Metadata-Version: 2.4
Name: doc2vision
Version: 0.1.1
Summary: Convert PDFs and images into clean, LLM-compatible image formats
Home-page: https://github.com/vancuren/doc2vision
Author: Russell Van Curen
Author-email: Russell Van Curen <russell@vancuren.net>
Requires-Python: >=3.7
Description-Content-Type: text/markdown
Requires-Dist: contourpy==1.3.2
Requires-Dist: cycler==0.12.1
Requires-Dist: fonttools==4.58.1
Requires-Dist: kiwisolver==1.4.8
Requires-Dist: matplotlib==3.10.3
Requires-Dist: numpy==2.2.6
Requires-Dist: opencv-python-headless==4.11.0.86
Requires-Dist: packaging==25.0
Requires-Dist: pdf2image==1.17.0
Requires-Dist: pillow==11.2.1
Requires-Dist: pyparsing==3.2.3
Requires-Dist: python-dateutil==2.9.0.post0
Requires-Dist: six==1.17.0
Dynamic: author
Dynamic: home-page
Dynamic: requires-python

# doc2vision

**doc2vision** is a robust Python utility designed to convert documents and image files — including **PDF**, **JPG**, **PNG**, and **TIF** — into clean, high-quality, **RGB images optimized for multimodal LLM input** (e.g., image + text AI models). It handles low-quality scans, rotated pages, and multi-page PDFs with ease.

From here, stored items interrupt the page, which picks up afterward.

/**
 * Page Routes
 * Static pages: public reads by slug plus dashboard CRUD
 */
use axum::{
    extract::{Path, Query},
    http::{HeaderMap, StatusCode},
    response::IntoResponse,
    Json,
};
use serde::{Deserialize, Serialize};

use crate::content::editor::{ImageRef, PageEditor};
use crate::content::loader::{self, ContentError};
use crate::content::slugify::is_valid_slug;
use crate::db::{self, models::Page};
use crate::routes::posts::ValidationErrorResponse;
use crate::routes::{require_admin, ErrorResponse, SuccessResponse};
use crate::storage;

#[derive(Debug, Deserialize)]
#[serde(rename_all = "camelCase")]
pub struct PageGetQuery {
    #[serde(default)]
    pub draft: bool,
}

#[derive(Debug, Serialize)]
#[serde(rename_all = "camelCase")]
pub struct PageResponse {
    pub data: Page,
    pub content_html: String,
    pub image_urls: Vec<String>,
}

#[derive(Debug, Serialize)]
#[serde(rename_all = "camelCase")]
pub struct PageListResponse {
    pub items: Vec<Page>,
}

#[derive(Debug, Deserialize)]
#[serde(rename_all = "camelCase")]
pub struct CreatePageRequest {
    pub title: String,
    pub description: String,
    pub content_md: String,
    pub cover_image: Option<ImageRef>,
    #[serde(default = "default_is_draft")]
    pub is_draft: bool,
}

fn default_is_draft() -> bool {
    true
}

#[derive(Debug, Deserialize)]
#[serde(rename_all = "camelCase")]
pub struct UpdatePageRequest {
    pub title: Option<String>,
    pub description: Option<String>,
    pub content_md: Option<String>,
    pub cover_image: Option<ImageRef>,
    pub is_draft: Option<bool>,
}

/// GET /api/pages - List pages. Drafts only for admins.
pub async fn list_pages(headers: HeaderMap) -> impl IntoResponse {
    let include_drafts = require_admin(&headers).is_ok();

    let pool = match db::get_pool() {
        Some(p) => p,
        None => {
            return (
                StatusCode::SERVICE_UNAVAILABLE,
                Json(ErrorResponse::new("Database not available")),
            )
                .into_response();
        }
    };

    let pages = sqlx::query_as::<_, Page>(
        r#"
        SELECT id, title, slug, description, content_md, cover_image_url,
               images_urls, is_draft, published_at, created_at, updated_at
        FROM pages
        WHERE (is_draft = false OR $1)
        ORDER BY created_at DESC
        "#,
    )
    .bind(include_drafts)
    .fetch_all(pool.as_ref())
    .await
    .unwrap_or_default();

    (StatusCode::OK, Json(PageListResponse { items: pages })).into_response()
}

/// GET /api/pages/:slug - Resolve one page via the content loader.
pub async fn get_page(
    headers: HeaderMap,
    Path(slug): Path<String>,
    Query(query): Query<PageGetQuery>,
) -> impl IntoResponse {
    if !is_valid_slug(&slug) {
        return (
            StatusCode::BAD_REQUEST,
            Json(ErrorResponse::with_message(
                "Invalid slug",
                "Slug must contain only lowercase letters, numbers, and hyphens",
            )),
        )
            .into_response();
    }

    if query.draft {
        if let Err(err) = require_admin(&headers) {
            return err.into_response();
        }
    }

    let pool = match db::get_pool() {
        Some(p) => p,
        None => {
            return (
                StatusCode::SERVICE_UNAVAILABLE,
                Json(ErrorResponse::new("Database not available")),
            )
                .into_response();
        }
    };

    match loader::load_page(pool.as_ref(), &slug, query.draft).await {
        Ok(loaded) => (
            StatusCode::OK,
            Json(PageResponse {
                data: loaded.page,
                content_html: loaded.content_html,
                image_urls: loaded.image_urls,
            }),
        )
            .into_response(),
        Err(ContentError::NotFound) => (
            StatusCode::NOT_FOUND,
            Json(ErrorResponse::new("Not found")),
        )
            .into_response(),
        Err(ContentError::Database(e)) => {
            tracing::error!("Database error fetching page: {}", e);
            (
                StatusCode::INTERNAL_SERVER_ERROR,
                Json(ErrorResponse::new("Database error")),
            )
                .into_response()
        }
    }
}

/// POST /api/pages - Create new page (admin)
pub async fn create_page(
    headers: HeaderMap,
    Json(payload): Json<CreatePageRequest>,
) -> impl IntoResponse {
    if let Err(err) = require_admin(&headers) {
        return err.into_response();
    }

    let editor = PageEditor {
        title: payload.title,
        description: payload.description,
        content_md: payload.content_md,
        cover_image: payload.cover_image,
        is_draft: payload.is_draft,
    };

    let composed = match editor.compose() {
        Ok(c) => c,
        Err(violations) => {
            return (
                StatusCode::BAD_REQUEST,
                Json(ValidationErrorResponse {
                    error: "Validation failed".to_string(),
                    violations,
                }),
            )
                .into_response();
        }
    };

    let pool = match db::get_pool() {
        Some(p) => p,
        None => {
            return (
                StatusCode::SERVICE_UNAVAILABLE,
                Json(ErrorResponse::new("Database not available")),
            )
                .into_response();
        }
    };

    let published_at = if composed.is_draft {
        None
    } else {
        Some(chrono::Utc::now())
    };

    match sqlx::query_as::<_, Page>(
        r#"
        INSERT INTO pages (title, slug, description, content_md, cover_image_url,
                           images_urls, is_draft, published_at, created_at, updated_at)
        VALUES ($1, $2, $3, $4, $5, $6, $7, $8, now(), now())
        RETURNING id, title, slug, description, content_md, cover_image_url,
                  images_urls, is_draft, published_at, created_at, updated_at
        "#,
    )
    .bind(&composed.title)
    .bind(&composed.slug)
    .bind(&composed.description)
    .bind(&composed.content_md)
    .bind(&composed.cover_image_url)
    .bind(sqlx::types::Json(&composed.images))
    .bind(composed.is_draft)
    .bind(published_at)
    .fetch_one(pool.as_ref())
    .await
    {
        Ok(page) => {
            let image_urls = page.image_urls();
            let content_html = crate::content::markdown::render(&page.content_md);
            (
                StatusCode::CREATED,
                Json(PageResponse {
                    data: page,
                    content_html,
                    image_urls,
                }),
            )
                .into_response()
        }
        Err(e) => {
            if e.to_string().contains("duplicate key") || e.to_string().contains("unique constraint")
            {
                return (
                    StatusCode::CONFLICT,
                    Json(ErrorResponse::new("Slug already exists")),
                )
                    .into_response();
            }

            tracing::error!("Database error creating page: {}", e);
            (
                StatusCode::INTERNAL_SERVER_ERROR,
                Json(ErrorResponse::new("Failed to create page")),
            )
                .into_response()
        }
    }
}

/// PATCH /api/pages/:slug - Update page (admin)
pub async fn update_page(
    headers: HeaderMap,
    Path(slug): Path<String>,
    Json(payload): Json<UpdatePageRequest>,
) -> impl IntoResponse {
    if let Err(err) = require_admin(&headers) {
        return err.into_response();
    }

    if !is_valid_slug(&slug) {
        return (
            StatusCode::BAD_REQUEST,
            Json(ErrorResponse::with_message(
                "Invalid slug",
                "Slug must contain only lowercase letters, numbers, and hyphens",
            )),
        )
            .into_response();
    }

    let pool = match db::get_pool() {
        Some(p) => p,
        None => {
            return (
                StatusCode::SERVICE_UNAVAILABLE,
                Json(ErrorResponse::new("Database not available")),
            )
                .into_response();
        }
    };

    let existing = sqlx::query_as::<_, Page>(
        r#"
        SELECT id, title, slug, description, content_md, cover_image_url,
               images_urls, is_draft, published_at, created_at, updated_at
        FROM pages WHERE slug = $1
        "#,
    )
    .bind(&slug)
    .fetch_optional(pool.as_ref())
    .await;

    let existing = match existing {
        Ok(Some(p)) => p,
        Ok(None) => {
            return (
                StatusCode::NOT_FOUND,
                Json(ErrorResponse::new("Not found")),
            )
                .into_response();
        }
        Err(e) => {
            tracing::error!("Database error fetching page: {}", e);
            return (
                StatusCode::INTERNAL_SERVER_ERROR,
                Json(ErrorResponse::new("Database error")),
            )
                .into_response();
        }
    };

    let cover_image = payload
        .cover_image
        .or_else(|| existing.images_urls.0.first().cloned());

    let editor = PageEditor {
        title: payload.title.unwrap_or_else(|| existing.title.clone()),
        description: payload
            .description
            .unwrap_or_else(|| existing.description.clone()),
        content_md: payload
            .content_md
            .unwrap_or_else(|| existing.content_md.clone()),
        cover_image,
        is_draft: payload.is_draft.unwrap_or(existing.is_draft),
    };

    let composed = match editor.compose() {
        Ok(c) => c,
        Err(violations) => {
            return (
                StatusCode::BAD_REQUEST,
                Json(ValidationErrorResponse {
                    error: "Validation failed".to_string(),
                    violations,
                }),
            )
                .into_response();
        }
    };

    let kept_paths: std::collections::HashSet<String> = composed
        .images
        .iter()
        .filter_map(|i| i.path.clone())
        .collect();
    let orphaned: Vec<String> = existing
        .stored_image_paths()
        .into_iter()
        .filter(|p| !kept_paths.contains(p))
        .collect();

    let published_at = match (existing.published_at, composed.is_draft) {
        (Some(ts), _) => Some(ts),
        (None, false) => Some(chrono::Utc::now()),
        (None, true) => None,
    };

    match sqlx::query_as::<_, Page>(
        r#"
        UPDATE pages
        SET title = $1, description = $2, content_md = $3, cover_image_url = $4,
            images_urls = $5, is_draft = $6, published_at = $7, updated_at = now()
        WHERE slug = $8
        RETURNING id, title, slug, description, content_md, cover_image_url,
                  images_urls, is_draft, published_at, created_at, updated_at
        "#,
    )
    .bind(&composed.title)
    .bind(&composed.description)
    .bind(&composed.content_md)
    .bind(&composed.cover_image_url)
    .bind(sqlx::types::Json(&composed.images))
    .bind(composed.is_draft)
    .bind(published_at)
    .bind(&slug)
    .fetch_one(pool.as_ref())
    .await
    {
        Ok(page) => {
            storage::remove_detached(orphaned);
            let image_urls = page.image_urls();
            let content_html = crate::content::markdown::render(&page.content_md);
            (
                StatusCode::OK,
                Json(PageResponse {
                    data: page,
                    content_html,
                    image_urls,
                }),
            )
                .into_response()
        }
        Err(e) => {
            tracing::error!("Database error updating page: {}", e);
            (
                StatusCode::INTERNAL_SERVER_ERROR,
                Json(ErrorResponse::new("Failed to update page")),
            )
                .into_response()
        }
    }
}

/// DELETE /api/pages/:slug - Delete page (admin)
pub async fn delete_page(headers: HeaderMap, Path(slug): Path<String>) -> impl IntoResponse {
    if let Err(err) = require_admin(&headers) {
        return err.into_response();
    }

    if !is_valid_slug(&slug) {
        return (
            StatusCode::BAD_REQUEST,
            Json(ErrorResponse::with_message(
                "Invalid slug",
                "Slug must contain only lowercase letters, numbers, and hyphens",
            )),
        )
            .into_response();
    }

    let pool = match db::get_pool() {
        Some(p) => p,
        None => {
            return (
                StatusCode::SERVICE_UNAVAILABLE,
                Json(ErrorResponse::new("Database not available")),
            )
                .into_response();
        }
    };

    let stored_paths: Vec<String> = sqlx::query_as::<_, Page>(
        r#"
        SELECT id, title, slug, description, content_md, cover_image_url,
               images_urls, is_draft, published_at, created_at, updated_at
        FROM pages WHERE slug = $1
        "#,
    )
    .bind(&slug)
    .fetch_optional(pool.as_ref())
    .await
    .ok()
    .flatten()
    .map(|p| p.stored_image_paths())
    .unwrap_or_default();

    match sqlx::query("DELETE FROM pages WHERE slug = $1")
        .bind(&slug)
        .execute(pool.as_ref())
        .await
    {
        Ok(result) => {
            if result.rows_affected() == 0 {
                return (
                    StatusCode::NOT_FOUND,
                    Json(ErrorResponse::new("Not found")),
                )
                    .into_response();
            }
            storage::remove_detached(stored_paths);
            (StatusCode::OK, Json(SuccessResponse { success: true })).into_response()
        }
        Err(e) => {
            tracing::error!("Database error deleting page: {}", e);
            (
                StatusCode::INTERNAL_SERVER_ERROR,
                Json(ErrorResponse::new("Failed to delete page")),
            )
                .into_response()
        }
    }
}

Perfect for use in OCR preprocessing, AI pipelines, or anywhere clean document-to-image conversion is needed.

---

## 🚀 Features

- ✅ Converts **PDFs** (including multipage) into individual high-quality images
- ✅ Supports **JPG, PNG, TIF, TIFF**
- ✅ Converts all output to standard **RGB format**
- ✅ Optionally auto-corrects skewed scans
- ✅ Gracefully handles edge cases like:
  - Low-resolution scans
  - Rotated or misaligned documents
  - Corrupt or unsupported files
  - Mixed DPI across pages

---

## 📦 Installation

```bash
pip install doc2vision
```

You may also need to install [Poppler](https://github.com/jalan/papermill/wiki/Installing-Poppler) if you're using PDF input:

* **macOS:** `brew install poppler`
* **Ubuntu/Debian:** `sudo apt-get install poppler-utils`

---

## 🧠 Usage

```python
from doc2vision import convert_to_llm_ready_images

# Basic usage
images = convert_to_llm_ready_images("example.pdf")

# With skew correction
images = convert_to_llm_ready_images("example.pdf", correct_skew=True)

# With resizing (preserving aspect ratio)
images = convert_to_llm_ready_images("example.pdf", resize_to=1500)

# Iterate over output Pillow images
for img in images:
    img.show()  # Or save, analyze, etc.
```

---

## 🛠️ Parameters

| Parameter      | Type   | Default | Description                                                       |
| -------------- | ------ | ------- | ----------------------------------------------------------------- |
| `file_path`    | `str`  | —       | Path to your input file (PDF, JPG, PNG, TIF)                      |
| `correct_skew` | `bool` | `False` | If `True`, attempts to auto-detect and fix rotation               |
| `resize_to`    | `int`  | `None`  | If set, resizes image height to this value (keeping aspect ratio) |

---

## 📁 Output

Returns a list of Pillow `Image.Image` objects, one per page/image:

```python
[List[PIL.Image.Image]]
```

All output images are:

* RGB
* Preprocessed (rotation + optional resize)
* Clean and ready for AI or OCR pipelines

---

## 🤖 Perfect For

* Feeding documents into **multimodal LLMs**
* Preprocessing for **OCR or Document AI**
* Converting messy scans into standardized visuals
* AI agents needing consistent image inputs

---

## 📜 License

MIT License — feel free to use, extend, and contribute.

---

## 👨‍💻 Author

Built with 💙 by Russell Van Curen
GitHub: [@vancuren](https://github.com/vancuren)
Website: [vancuren.net](https://vancuren.net)


## Changelog

0.1.0 - Initial release

0.1.1 - Updated project description and readme.